(Dataset records)

——

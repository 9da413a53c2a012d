//! Storage repository traits
//!
//! These traits define the storage interface the orchestrator talks to,
//! allowing for different implementations (SQLite, mock, hosted backend).

use chrono::{DateTime, Utc};
use uuid::Uuid;

use crate::error::Result;
use crate::models::{
    CookingRole, Dish, DishAssignment, DishStatus, EventProjection, EventStatus, Guest,
    RsvpStatus, SocialEvent, Vote,
};

/// Event repository operations
pub trait EventRepository {
    /// Create a new event
    fn create_event(&self, event: &SocialEvent) -> Result<()>;

    /// Find event by ID
    fn find_event_by_id(&self, id: Uuid) -> Result<Option<SocialEvent>>;

    /// Write a new lifecycle status
    fn update_event_status(&self, event_id: Uuid, status: EventStatus, at: DateTime<Utc>)
        -> Result<()>;

    /// Write the selected menu and the status it moves the event to
    fn update_event_menu(
        &self,
        event_id: Uuid,
        menu: &serde_json::Value,
        status: EventStatus,
        at: DateTime<Utc>,
    ) -> Result<()>;

    /// Set or clear the delegated decider
    fn update_event_decider(
        &self,
        event_id: Uuid,
        decider_id: Option<Uuid>,
        at: DateTime<Utc>,
    ) -> Result<()>;

    /// Fetch an event and all four sub-collections as one consistent read
    fn load_projection(&self, event_id: Uuid) -> Result<Option<EventProjection>>;
}

/// Host/guest membership lookups
pub trait MembershipRepository {
    /// Events hosted by a user
    fn list_events_for_host(&self, host_id: Uuid) -> Result<Vec<SocialEvent>>;

    /// Events a user is a linked guest of
    fn list_events_for_guest(&self, user_id: Uuid) -> Result<Vec<SocialEvent>>;
}

/// Guest repository operations
pub trait GuestRepository {
    fn create_guest(&self, guest: &Guest) -> Result<()>;

    fn list_guests_for_event(&self, event_id: Uuid) -> Result<Vec<Guest>>;

    fn update_guest_rsvp(&self, guest_id: Uuid, rsvp: RsvpStatus) -> Result<()>;

    fn delete_guest(&self, guest_id: Uuid) -> Result<()>;
}

/// Vote repository operations
pub trait VoteRepository {
    /// Record a vote; no uniqueness is enforced
    fn create_vote(&self, vote: &Vote) -> Result<()>;

    /// Votes for an event in cast order
    fn list_votes_for_event(&self, event_id: Uuid) -> Result<Vec<Vote>>;
}

/// Dish repository operations
pub trait DishRepository {
    fn create_dish(&self, dish: &Dish) -> Result<()>;

    fn find_dish_by_id(&self, dish_id: Uuid) -> Result<Option<Dish>>;

    fn list_dishes_for_event(&self, event_id: Uuid) -> Result<Vec<Dish>>;

    /// Unconditionally overwrite assignee and status
    fn update_dish_assignment(&self, dish_id: Uuid, assignment: &DishAssignment) -> Result<()>;

    fn update_dish_status(&self, dish_id: Uuid, status: DishStatus) -> Result<()>;

    fn delete_dish(&self, dish_id: Uuid) -> Result<()>;
}

/// Cooking role repository operations
pub trait RoleRepository {
    fn create_role(&self, role: &CookingRole) -> Result<()>;

    fn list_roles_for_event(&self, event_id: Uuid) -> Result<Vec<CookingRole>>;

    fn delete_role(&self, role_id: Uuid) -> Result<()>;
}

/// Combined storage interface
///
/// Provides access to all repository operations.
/// Implementations may be backed by SQLite, mocks, or a hosted backend.
pub trait Storage:
    EventRepository
    + MembershipRepository
    + GuestRepository
    + VoteRepository
    + DishRepository
    + RoleRepository
{
}

// Blanket implementation: any type implementing all traits implements Storage
impl<T> Storage for T where
    T: EventRepository
        + MembershipRepository
        + GuestRepository
        + VoteRepository
        + DishRepository
        + RoleRepository
{
}
//! Event lifecycle: forward progressions and the legal-transition table
//!
//! Status never moves backwards. Skipping ahead along the event type's
//! progression is allowed; `done` additionally requires the cooking stage
//! (potluck may also finish from `locked` or `shopping`). `cancelled` is
//! reachable from any non-terminal status.

use crate::error::{Error, Result};
use crate::models::{EventStatus, EventType, SocialEvent};

use EventStatus::*;

const ROAST: &[EventStatus] = &[Planning, Invite, Voting, Locked, Shopping, Cooking, Done];
const POTLUCK: &[EventStatus] = &[Planning, Invite, DishClaiming, Locked, Shopping, Cooking, Done];
const PARTY: &[EventStatus] = &[
    Planning, Invite, MenuPick, RoleAssign, Locked, Shopping, Cooking, Done,
];

/// Forward status progression for an event type
pub fn progression(event_type: EventType) -> &'static [EventStatus] {
    match event_type {
        EventType::Roast => ROAST,
        EventType::Potluck => POTLUCK,
        EventType::Party => PARTY,
    }
}

/// Position of `status` in the type's progression, `None` if it is not part of it
pub fn stage(event_type: EventType, status: EventStatus) -> Option<usize> {
    progression(event_type).iter().position(|s| *s == status)
}

/// Whether `status` sits at or beyond `marker` in the progression
///
/// Statuses outside the progression (`cancelled`, or a foreign status) count
/// as having passed every marker.
pub fn has_reached(event_type: EventType, status: EventStatus, marker: EventStatus) -> bool {
    match (stage(event_type, status), stage(event_type, marker)) {
        (Some(current), Some(target)) => current >= target,
        _ => true,
    }
}

/// The forward-advance target for an event, `None` once terminal
pub fn next_status(event: &SocialEvent) -> Option<EventStatus> {
    if event.status.is_terminal() {
        return None;
    }
    let steps = progression(event.event_type);
    let current = stage(event.event_type, event.status)?;
    steps.get(current + 1).copied()
}

/// How a requested status change will be applied
#[derive(Debug, Clone, Copy, PartialEq, Eq)]
pub enum Transition {
    /// Requested status equals the current one
    Unchanged,
    Forward,
    Cancel,
}

/// Validate `from -> to` for an event type
pub fn check_transition(
    event_type: EventType,
    from: EventStatus,
    to: EventStatus,
) -> Result<Transition> {
    let invalid = || Error::InvalidTransition {
        from: from.to_string(),
        to: to.to_string(),
    };

    if from.is_terminal() {
        return Err(invalid());
    }
    if from == to {
        return Ok(Transition::Unchanged);
    }
    if to == Cancelled {
        return Ok(Transition::Cancel);
    }

    let current = stage(event_type, from).ok_or_else(invalid)?;
    let target = stage(event_type, to).ok_or_else(invalid)?;
    if target <= current {
        return Err(invalid());
    }

    if to == Done {
        let finish_from: &[EventStatus] = match event_type {
            EventType::Potluck => &[Locked, Shopping, Cooking],
            EventType::Roast | EventType::Party => &[Cooking],
        };
        if !finish_from.contains(&from) {
            return Err(invalid());
        }
    }

    Ok(Transition::Forward)
}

——

What is needed
Say how many lines in the records hold "EventProjection", with the number as the whole reply.

Answer section
2